Daly enlisted in the United States Marine Corps on January 10, 1899, at the age of 25. His first posting was with the Asiatic Fleet aboard the cruiser USS Newark. In 1900, the Newark arrived in China as part of the China Relief Expedition during the Boxer Rebellion. On July 15, 1900, during the 55-day Siege of the International Legations in Peking, Private Daly and his commanding officer, Captain Newt H. Hall, set out to reconnoiter a position on the Tartar Wall while under siege by the Boxers. A working party, scheduled to follow to construct defenses, never arrived. Daly volunteered to hold the position while Captain Hall returned for the working party, and single-handedly fought off a furious all-night Boxer attack, an action which earned him his first Medal of Honor. (Note: Daly's Medal of Honor citation is dated August 14, the day the Siege of the International Legations ended, and simply states that Daly "distinguished himself by meritorious conduct," making no specific mention of his heroism of July 15. This terseness was typical of Medal of Honor citations from this period. By contrast, Captain Hall's after action report praised Daly's "courage and fidelity" and detailed his actions in full.)
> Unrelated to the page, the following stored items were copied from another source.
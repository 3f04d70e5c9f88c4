//! Mock implementations for testing
//!
//! These mocks enable end-to-end testing of the engine without a model server.

use crate::checkpoint::{CheckpointError, CheckpointStore};
use crate::llm::{ContentBlock, LlmError, LlmRequest, LlmResponse, LlmService, Usage};
use crate::thread::ConversationState;
use crate::tools::{Tool, ToolError};
use async_trait::async_trait;
use serde_json::Value;
use std::collections::VecDeque;
use std::sync::atomic::{AtomicUsize, Ordering};
use std::sync::Mutex;
use std::time::Duration;

// ============================================================================
// Mock model services
// ============================================================================

/// Mock model that returns queued responses
pub struct MockLlm {
    responses: Mutex<VecDeque<Result<LlmResponse, LlmError>>>,
    model_id: String,
    delay: Option<Duration>,
    /// Record of all requests made
    pub requests: Mutex<Vec<LlmRequest>>,
}

impl MockLlm {
    pub fn new(model_id: impl Into<String>) -> Self {
        Self {
            responses: Mutex::new(VecDeque::new()),
            model_id: model_id.into(),
            delay: None,
            requests: Mutex::new(Vec::new()),
        }
    }

    /// Sleep before answering every request
    #[must_use]
    pub fn with_delay(mut self, delay: Duration) -> Self {
        self.delay = Some(delay);
        self
    }

    /// Queue a successful response
    pub fn queue_response(&self, response: LlmResponse) {
        self.responses.lock().unwrap().push_back(Ok(response));
    }

    /// Queue a plain text response
    pub fn queue_text(&self, text: &str) {
        self.queue_response(LlmResponse::text_only(text));
    }

    /// Queue a response that calls one tool
    pub fn queue_tool_call(&self, name: &str, input: Value) {
        self.queue_response(LlmResponse {
            content: vec![ContentBlock::tool_use("call_0", name, input)],
            end_turn: false,
            usage: Usage::default(),
        });
    }

    /// Queue an error response
    pub fn queue_error(&self, error: LlmError) {
        self.responses.lock().unwrap().push_back(Err(error));
    }

    /// Get recorded requests
    pub fn recorded_requests(&self) -> Vec<LlmRequest> {
        self.requests.lock().unwrap().clone()
    }

    pub fn request_count(&self) -> usize {
        self.requests.lock().unwrap().len()
    }
}

#[async_trait]
impl LlmService for MockLlm {
    async fn complete(&self, request: &LlmRequest) -> Result<LlmResponse, LlmError> {
        self.requests.lock().unwrap().push(request.clone());
        if let Some(delay) = self.delay {
            tokio::time::sleep(delay).await;
        }
        self.responses
            .lock()
            .unwrap()
            .pop_front()
            .unwrap_or_else(|| Err(LlmError::network("No mock response queued")))
    }

    fn model_id(&self) -> &str {
        &self.model_id
    }
}

type Script = Box<dyn Fn(&LlmRequest) -> Result<LlmResponse, LlmError> + Send + Sync>;

/// Mock model whose answer is computed from the request
pub struct ScriptedLlm {
    script: Script,
    model_id: String,
    delay: Option<Duration>,
    pub requests: Mutex<Vec<LlmRequest>>,
}

impl ScriptedLlm {
    pub fn new(
        model_id: impl Into<String>,
        script: impl Fn(&LlmRequest) -> Result<LlmResponse, LlmError> + Send + Sync + 'static,
    ) -> Self {
        Self {
            script: Box::new(script),
            model_id: model_id.into(),
            delay: None,
            requests: Mutex::new(Vec::new()),
        }
    }

    /// Sleep before answering every request
    #[must_use]
    pub fn with_delay(mut self, delay: Duration) -> Self {
        self.delay = Some(delay);
        self
    }

    /// Answers every request with the same text
    pub fn constant(model_id: impl Into<String>, text: &'static str) -> Self {
        Self::new(model_id, move |_| Ok(LlmResponse::text_only(text)))
    }

    pub fn request_count(&self) -> usize {
        self.requests.lock().unwrap().len()
    }

    pub fn recorded_requests(&self) -> Vec<LlmRequest> {
        self.requests.lock().unwrap().clone()
    }
}

#[async_trait]
impl LlmService for ScriptedLlm {
    async fn complete(&self, request: &LlmRequest) -> Result<LlmResponse, LlmError> {
        self.requests.lock().unwrap().push(request.clone());
        if let Some(delay) = self.delay {
            tokio::time::sleep(delay).await;
        }
        (self.script)(request)
    }

    fn model_id(&self) -> &str {
        &self.model_id
    }
}

/// Keyword classifier standing in for the routing model
pub fn keyword_classify(text: &str) -> &'static str {
    let text = text.to_lowercase();
    if ["function", "code", "script", "compile"]
        .iter()
        .any(|k| text.contains(k))
    {
        "help_with_coding"
    } else if text.contains("story") {
        "tell_a_story"
    } else {
        "conversation"
    }
}

/// Routing model that classifies the last user message by keyword
pub fn keyword_router() -> ScriptedLlm {
    ScriptedLlm::new("router", |request| {
        let text = request.last_user_text().unwrap_or_default();
        Ok(LlmResponse::text_only(keyword_classify(&text)))
    })
}

/// Model that echoes the last user message, prefixed with its name
pub fn echo_llm(model_id: &'static str) -> ScriptedLlm {
    ScriptedLlm::new(model_id, move |request| {
        let text = request.last_user_text().unwrap_or_default();
        Ok(LlmResponse::text_only(format!("{model_id}: {text}")))
    })
}

/// Summary model whose answer depends only on what it was sent
pub fn transcript_summarizer() -> ScriptedLlm {
    ScriptedLlm::new("summary", |request| {
        let turns = request.messages.len().saturating_sub(1);
        let last = request
            .messages
            .iter()
            .rev()
            .nth(1)
            .map(crate::llm::LlmMessage::text)
            .unwrap_or_default();
        Ok(LlmResponse::text_only(format!("{turns} turns, ending with {last:?}")))
    })
}

/// Summary model that counts how many times it has been asked
pub fn counting_summarizer() -> ScriptedLlm {
    let calls = AtomicUsize::new(0);
    ScriptedLlm::new("summary", move |_| {
        let n = calls.fetch_add(1, Ordering::SeqCst) + 1;
        Ok(LlmResponse::text_only(format!("summary #{n}")))
    })
}

// ============================================================================
// Mock tool
// ============================================================================

/// Tool that records its arguments and returns a fixed output
pub struct RecordingTool {
    name: &'static str,
    output: String,
    /// Record of tool executions
    pub calls: Mutex<Vec<Value>>,
}

impl RecordingTool {
    pub fn new(name: &'static str, output: impl Into<String>) -> Self {
        Self {
            name,
            output: output.into(),
            calls: Mutex::new(Vec::new()),
        }
    }

    pub fn recorded_calls(&self) -> Vec<Value> {
        self.calls.lock().unwrap().clone()
    }
}

#[async_trait]
impl Tool for RecordingTool {
    fn name(&self) -> &str {
        self.name
    }

    fn description(&self) -> String {
        format!("Mock {}", self.name)
    }

    fn input_schema(&self) -> Value {
        serde_json::json!({ "type": "object", "properties": {} })
    }

    async fn run(&self, input: Value) -> Result<String, ToolError> {
        self.calls.lock().unwrap().push(input);
        Ok(self.output.clone())
    }
}

// ============================================================================
// Mock checkpoint store
// ============================================================================

/// Store whose saves always fail
pub struct FailingStore;

#[async_trait]
impl CheckpointStore for FailingStore {
    async fn load(&self, _thread_id: &str) -> Result<Option<ConversationState>, CheckpointError> {
        Ok(None)
    }

    async fn save(&self, _thread_id: &str, _state: &ConversationState) -> Result<(), CheckpointError> {
        Err(CheckpointError::Backend("disk full".to_string()))
    }
}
After leaving China, the Newark sailed for the Philippines in 1901, where Daly saw duty in the Philippine–American War. Later that year, Daly had two run-ins with military discipline: He was court-martialed once for drunkenness on post and spent three weeks in the brig at the Boston Navy Yard, and again three weeks later for drunkenness and verbal abuse of the sergeant of the guard.

After serving in the Philippines, Daly was assigned to various ships in the Caribbean area, seeing duty in Panama, Puerto Rico, and Cuba. He also trained recruits, worked as a guard at the Portsmouth Naval Prison, and gained a reputation as an excellent boxer. He was promoted to corporal in 1906 and sergeant in 1909. On March 14, 1911, Daly was garrisoned at the United States Naval Station in San Juan, Puerto Rico, when he spotted a gasoline fire that was spreading from the forecastle of the merchant schooner Springfield. Daly, with a party of nine other Marines and sailors, successfully extinguished the fire, though he spent several weeks hospitalized with severe burns. Daly received commendations from both the Secretary of the Navy and the Commandant of the Marine Corps for his actions.
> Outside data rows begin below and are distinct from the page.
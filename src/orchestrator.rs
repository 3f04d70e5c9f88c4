//! Orchestrator: runs one user turn through the state machine
//!
//! Each `ask` loads (or creates) the thread, performs the effects the pure
//! transition function asks for, and saves the resulting state once the
//! machine commits. A failure anywhere before the commit leaves the stored
//! thread exactly as it was. Calls for the same thread are serialized;
//! different threads run independently.

use crate::checkpoint::CheckpointStore;
use crate::compactor::Compactor;
use crate::config::EngineConfig;
use crate::error::EngineError;
use crate::llm::ModelRegistry;
use crate::policy::ContinuationPolicy;
use crate::responder::{ConversationResponder, ResponderSet, SingleShotResponder};
use crate::router::{RouteDecision, Router};
use crate::state_machine::{begin, transition, Effect, Event, TurnContext};
use crate::thread::ConversationState;
use crate::tools::ToolRegistry;
use std::collections::HashMap;
use std::future::Future;
use std::sync::Arc;
use std::time::Duration;
use tokio::sync::Mutex;

/// Per-turn behavior shared by every thread
#[derive(Debug, Clone, Copy)]
pub struct TurnSettings {
    pub policy: ContinuationPolicy,
    pub record_tool_turns: bool,
    /// Deadline for the routing and compaction calls
    pub call_timeout: Duration,
}

impl Default for TurnSettings {
    fn default() -> Self {
        Self {
            policy: ContinuationPolicy::default(),
            record_tool_turns: true,
            call_timeout: crate::responder::DEFAULT_CALL_TIMEOUT,
        }
    }
}

/// Result of one completed turn
#[derive(Debug, Clone)]
pub struct TurnOutcome {
    pub reply: String,
    pub route: RouteDecision,
    /// Whether this turn compacted the thread
    pub compacted: bool,
    /// Thread state as saved
    pub state: ConversationState,
}

pub struct Orchestrator {
    router: Router,
    responders: ResponderSet,
    compactor: Compactor,
    store: Arc<dyn CheckpointStore>,
    settings: TurnSettings,
    thread_locks: Mutex<HashMap<String, Arc<Mutex<()>>>>,
}

impl Orchestrator {
    pub fn new(
        router: Router,
        responders: ResponderSet,
        compactor: Compactor,
        store: Arc<dyn CheckpointStore>,
        settings: TurnSettings,
    ) -> Self {
        Self {
            router,
            responders,
            compactor,
            store,
            settings,
            thread_locks: Mutex::new(HashMap::new()),
        }
    }

    /// Engine backed by Ollama models, as configured
    pub fn from_config(
        config: &EngineConfig,
        store: Arc<dyn CheckpointStore>,
    ) -> Result<Self, EngineError> {
        let registry =
            ModelRegistry::for_ollama(&config.ollama_url, config.models.all(), config.call_timeout);
        Self::from_registry(config, &registry, ToolRegistry::standard(), store)
    }

    /// Engine whose models are looked up in `registry` by the configured ids
    pub fn from_registry(
        config: &EngineConfig,
        registry: &ModelRegistry,
        tools: ToolRegistry,
        store: Arc<dyn CheckpointStore>,
    ) -> Result<Self, EngineError> {
        let limits = config.responder_limits();
        let models = &config.models;

        let router = Router::new(registry.resolve(&models.router)?, config.unroutable);
        let responders = ResponderSet::new(
            Arc::new(ConversationResponder::new(
                registry.resolve(&models.chat)?,
                tools,
                limits,
            )),
            Arc::new(SingleShotResponder::coding(registry.resolve(&models.code)?, limits)),
            Arc::new(SingleShotResponder::story(registry.resolve(&models.story)?, limits)),
        );
        let compactor = Compactor::new(registry.resolve(&models.summary)?, config.retention);

        let settings = TurnSettings {
            policy: ContinuationPolicy::new(config.summarize_after),
            record_tool_turns: config.record_tool_turns,
            call_timeout: config.call_timeout,
        };
        Ok(Self::new(router, responders, compactor, store, settings))
    }

    /// Answer one user turn on `thread_id`
    pub async fn ask(&self, thread_id: &str, text: &str) -> Result<String, EngineError> {
        Ok(self.ask_detailed(thread_id, text).await?.reply)
    }

    pub async fn ask_detailed(&self, thread_id: &str, text: &str) -> Result<TurnOutcome, EngineError> {
        if text.trim().is_empty() {
            return Err(EngineError::EmptyInput);
        }

        let lock = self.thread_lock(thread_id).await;
        let outcome = {
            let _guard = lock.lock().await;
            self.run_turn(thread_id, text).await
        };
        drop(lock);
        self.release_thread_lock(thread_id).await;
        outcome
    }

    /// One turn's effect loop. The caller holds the thread's lock.
    async fn run_turn(&self, thread_id: &str, text: &str) -> Result<TurnOutcome, EngineError> {
        let state = self.store.load(thread_id).await?.unwrap_or_default();
        let context = TurnContext::new(thread_id, self.settings.policy)
            .with_tool_turns(self.settings.record_tool_turns);

        let mut result = begin(&state, text)?;
        let mut route = None;
        let mut reply = None;
        let mut compacted = false;

        loop {
            let Some(effect) = result.effects.first().copied() else {
                return Err(EngineError::Transition(format!(
                    "no effect in phase {:?}",
                    result.phase
                )));
            };

            let event = match effect {
                Effect::Route => {
                    let decision = self.within("route", self.router.route(&result.state)).await?;
                    route = Some(decision);
                    Event::Routed { route: decision }
                }
                Effect::Respond { route } => {
                    let responder = self.responders.for_route(route);
                    let answer = responder.respond(&result.state).await?;
                    reply = Some(answer.content.clone());
                    Event::Responded { reply: answer }
                }
                Effect::Compact => {
                    let compaction = self
                        .within("compaction", self.compactor.summarize(&result.state))
                        .await?;
                    compacted = true;
                    Event::Compacted { compaction }
                }
                Effect::Commit => {
                    self.store.save(thread_id, &result.state).await?;
                    break;
                }
            };

            result = transition(&result.phase, &result.state, &context, event)?;
        }

        let (Some(route), Some(reply)) = (route, reply) else {
            return Err(EngineError::Transition(
                "turn committed without routing and responding".to_string(),
            ));
        };

        tracing::info!(
            thread_id = %thread_id,
            route = %route,
            compacted,
            turns = result.state.len(),
            "Turn completed"
        );

        Ok(TurnOutcome {
            reply,
            route,
            compacted,
            state: result.state,
        })
    }

    async fn thread_lock(&self, thread_id: &str) -> Arc<Mutex<()>> {
        let mut locks = self.thread_locks.lock().await;
        locks.entry(thread_id.to_string()).or_default().clone()
    }

    /// Drop the thread's lock entry once no caller holds or waits on it.
    /// Clones are only taken under the map lock, so a count of one cannot
    /// race with a new caller.
    async fn release_thread_lock(&self, thread_id: &str) {
        let mut locks = self.thread_locks.lock().await;
        if locks
            .get(thread_id)
            .is_some_and(|lock| Arc::strong_count(lock) == 1)
        {
            locks.remove(thread_id);
        }
    }

    async fn within<T, E>(
        &self,
        stage: &str,
        call: impl Future<Output = Result<T, E>>,
    ) -> Result<T, EngineError>
    where
        EngineError: From<E>,
    {
        let limit = self.settings.call_timeout;
        match tokio::time::timeout(limit, call).await {
            Ok(result) => Ok(result?),
            Err(_) => {
                tracing::warn!(stage, timeout_ms = %limit.as_millis(), "Call timed out");
                Err(EngineError::Timeout {
                    stage: stage.to_string(),
                    after: limit,
                })
            }
        }
    }
}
At the outbreak of the Battle of Veracruz on April 21, 1914, Sergeant Daly landed in Veracruz, Mexico, with a combined force of 1,200 U.S. Marines and sailors. The American objective was to seize the customs house to prevent a shipment of German weapons—200 machine guns and 15 million rounds of ammunition, potentially to be used against the United States—from reaching shore. The ensuing battle saw intense street fighting, and the day after landing, Daly's platoon was pinned down in an arroyo, facing heavy sniper fire from a rooftop. Daly covertly crawled out of the ditch, entered the building from the rear and killed its entire seven man garrison, five by rifle fire and two by bayonet. By the end of the day, the Americans had captured the city.

Daly earned his second Medal of Honor in Haiti with the U.S. Marines supporting the Haitian government in a fight against Cacos insurgents. On the night of October 24–25, 1915, during the Battle of Fort Dipitié, Gunnery Sergeant Daly was on mounted patrol with a detachment of three squads—40 Marines total—from the 15th Company, 2nd Marine Regiment, under the command of Major Smedley Butler. The Marines were ambushed by a force of some 400 Cacos while crossing a river near the fort, and the horse carrying their machine gun was killed, its carcass sinking to the riverbed. With the battle raging throughout the night, Daly left the Marines' defensive position, swam the river under constant fire until he located the horse, freed the machine gun from its restraints, and carried the 200 lb of weaponry and ammunition more than a mile back to the Marines' position. Butler wrote that Daly performed this feat on his own initiative, and that the major was surprised to see the machine gun, which he had been resigned to fighting without, set up back at the Marine camp. Butler further wrote that Daly moved "coolly and deliberately" and that he himself "wouldn't have had the courage" to undertake such an exploit. At daybreak, the Marines, rearmed and with Daly in command of one of the squads, routed the Cacos, capturing and destroying Fort Dipitié.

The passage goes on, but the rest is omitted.